Andando a esmo, sentiu-se confuso, talvez percebendo a proximidade da culpa pelo que fizera. Detestava a sensação de culpa, mas vivia dentro dela. Culpa de ter cursado administração de empresas e não veterinária; de ter silenciado, por medo de um não, ao amor que sentira na adolescência; de ser como era, de ser quem era, com esse nome estranho: Astreu. Alvo de gozações desde criança. Astreu, tua língua o gato comeu. Astreu, pega no meu. Mas era o mesmo nome do avô, a quem ele adorava. Por isso nunca reclamara. O avô. Vivia sozinho num sítio, de onde nunca quisera sair. Vô Astreu. Esse sim, era feliz, longe dessa imundície de cidade corrupta. Um ganido lancinante o tirou das lembranças do avô e ele viu o cão de rua sair se arrastando, curvado ao meio, uivando de dor depois do brutal chute nas costelas dado pelo homem da fruteira. Nunca tinha reagido assim, mas num impulso gritou ao outro que fosse chutar a própria mãe. Babaca! Covarde! Monstro! Covarde!
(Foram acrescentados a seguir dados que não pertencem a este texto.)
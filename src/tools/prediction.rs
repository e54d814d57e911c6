//! Prediction Tool Client
//!
//! The disease-risk models (XGBoost + SHAP explainers) run as a separate
//! HTTP service. This client invokes one named tool with a filtered
//! parameter map and hands back the raw response fields. No validation is
//! performed beyond existence checks: a malformed response is a soft
//! failure for that one model, reported as an error the Router Agent
//! catches without aborting its siblings.

use crate::types::{AppError, AppResult};
use async_trait::async_trait;
use reqwest::Client;
use serde::{Deserialize, Serialize};
use serde_json::{Map, Value};
use std::time::Duration;

/// One model's raw prediction output, e.g. `prediction`,
/// `risk_probability`, `explanations`.
#[derive(Debug, Clone, Serialize, Deserialize)]
pub struct PredictionRecord {
    pub model: String,
    pub output: Map<String, Value>,
}

impl PredictionRecord {
    pub fn risk_probability(&self) -> Option<f64> {
        self.output.get("risk_probability").and_then(|v| v.as_f64())
    }
}

#[async_trait]
pub trait PredictionClient: Send + Sync {
    /// Invoke a prediction tool by name with the given parameters.
    async fn invoke(&self, tool: &str, params: &Map<String, Value>) -> AppResult<Map<String, Value>>;
}

pub struct HttpPredictionClient {
    client: Client,
    base_url: String,
}

#[derive(Serialize)]
struct InvokeRequest<'a> {
    tool: &'a str,
    params: &'a Map<String, Value>,
}

impl HttpPredictionClient {
    pub fn new(base_url: &str, timeout_secs: u64) -> AppResult<Self> {
        let client = Client::builder()
            .timeout(Duration::from_secs(timeout_secs))
            .build()?;
        Ok(Self {
            client,
            base_url: base_url.trim_end_matches('/').to_string(),
        })
    }
}

#[async_trait]
impl PredictionClient for HttpPredictionClient {
    async fn invoke(&self, tool: &str, params: &Map<String, Value>) -> AppResult<Map<String, Value>> {
        let response = self
            .client
            .post(format!("{}/invoke", self.base_url))
            .json(&InvokeRequest { tool, params })
            .send()
            .await?;

        let status = response.status();
        if !status.is_success() {
            let detail = response.text().await.unwrap_or_default();
            return Err(AppError::Prediction(format!(
                "tool {} failed with status {}: {}",
                tool, status, detail
            )));
        }

        let body: Value = response
            .json()
            .await
            .map_err(|e| AppError::Prediction(format!("tool {} returned invalid JSON: {}", tool, e)))?;

        let Value::Object(map) = body else {
            return Err(AppError::Prediction(format!(
                "tool {} returned a non-object response",
                tool
            )));
        };

        if let Some(error) = map.get("error").and_then(|v| v.as_str()) {
            let message = map
                .get("message")
                .or_else(|| map.get("details"))
                .and_then(|v| v.as_str())
                .unwrap_or(error);
            return Err(AppError::Prediction(format!("tool {}: {}", tool, message)));
        }

        if !map.contains_key("prediction") {
            return Err(AppError::Prediction(format!(
                "tool {} response missing prediction field",
                tool
            )));
        }

        Ok(map)
    }
}

#[cfg(test)]
mod tests {
    use super::*;
    use serde_json::json;

    fn params() -> Map<String, Value> {
        let mut p = Map::new();
        p.insert("age".to_string(), json!(55));
        p
    }

    #[tokio::test]
    async fn test_invoke_success() {
        let mut server = mockito::Server::new_async().await;
        let mock = server
            .mock("POST", "/invoke")
            .with_status(200)
            .with_header("content-type", "application/json")
            .with_body(r#"{"prediction": 1, "risk_probability": 0.81}"#)
            .create_async()
            .await;

        let client = HttpPredictionClient::new(&server.url(), 5).unwrap();
        let output = client
            .invoke("Predict_Cardiovascular_Risk_With_Explanation", &params())
            .await
            .unwrap();

        assert_eq!(output.get("prediction"), Some(&json!(1)));
        assert_eq!(output.get("risk_probability"), Some(&json!(0.81)));
        mock.assert_async().await;
    }

    #[tokio::test]
    async fn test_invoke_error_field_is_soft_failure() {
        let mut server = mockito::Server::new_async().await;
        server
            .mock("POST", "/invoke")
            .with_status(200)
            .with_body(r#"{"error": "model_unavailable", "message": "encoder not loaded"}"#)
            .create_async()
            .await;

        let client = HttpPredictionClient::new(&server.url(), 5).unwrap();
        let err = client.invoke("Predict_Diabetes_Risk_With_Explanation", &params()).await;
        assert!(matches!(err, Err(AppError::Prediction(msg)) if msg.contains("encoder not loaded")));
    }

    #[tokio::test]
    async fn test_invoke_missing_prediction_is_soft_failure() {
        let mut server = mockito::Server::new_async().await;
        server
            .mock("POST", "/invoke")
            .with_status(200)
            .with_body(r#"{"status": "ok"}"#)
            .create_async()
            .await;

        let client = HttpPredictionClient::new(&server.url(), 5).unwrap();
        let err = client.invoke("Predict_Cardiovascular_Risk_With_Explanation", &params()).await;
        assert!(matches!(err, Err(AppError::Prediction(msg)) if msg.contains("missing prediction")));
    }
}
O homem da fruteira pegou um porrete e veio em sua direção. Era imenso. Vermelho e imenso. E o porrete na mão, olhos injetados de ódio, praguejando de volta sua fúria contra o rapaz franzino que ousara desafiá-lo. Um rapaz que não arredara pé do lugar, ali, do outro lado da rua, sustentando na boca raivosa o vil xingamento de covarde, covarde, e a mãe no meio. Ah, esse moleque besta vai receber sua lição, vai sim. Vai saber quem é babaca, quem é covarde. Vai latir mais do que o cachorro sarnento que ele quis defender. É melhor correr, desgraçado! Vamos, corre. Corre, senão vou ter que te arrebentar. Vou te cobrir de pau, sacana. Não vai correr? Quer me diminuir? Então quer me encarar? Toma, toma, toma, toma, seu cachorro. Não vai gritar? Toma outra, toma mais...

Tudo muito rápido. Um zunido na cabeça, se afinando, afinando, até sumir. O silêncio e o branco. Depois o verde. Mato? Água? Vô Astreu o ensinando a nadar. O riacho morno correndo, passando através de si. Ele mesmo uma fonte quente. Tudo ficando mais longe. Tudo indo e vindo. Noite e dia, de repente. Fiapos de vozes. No meio do branco, o avô sentado na porta da casa de madeira. Ele no colo do avô. Ecos da passarada ao anoitecer. Ninhos nas árvores, bichos andando soltos, felizes, entre arbustos e flores. A vida inteira feliz. Ele voando. Um mundo perfeito.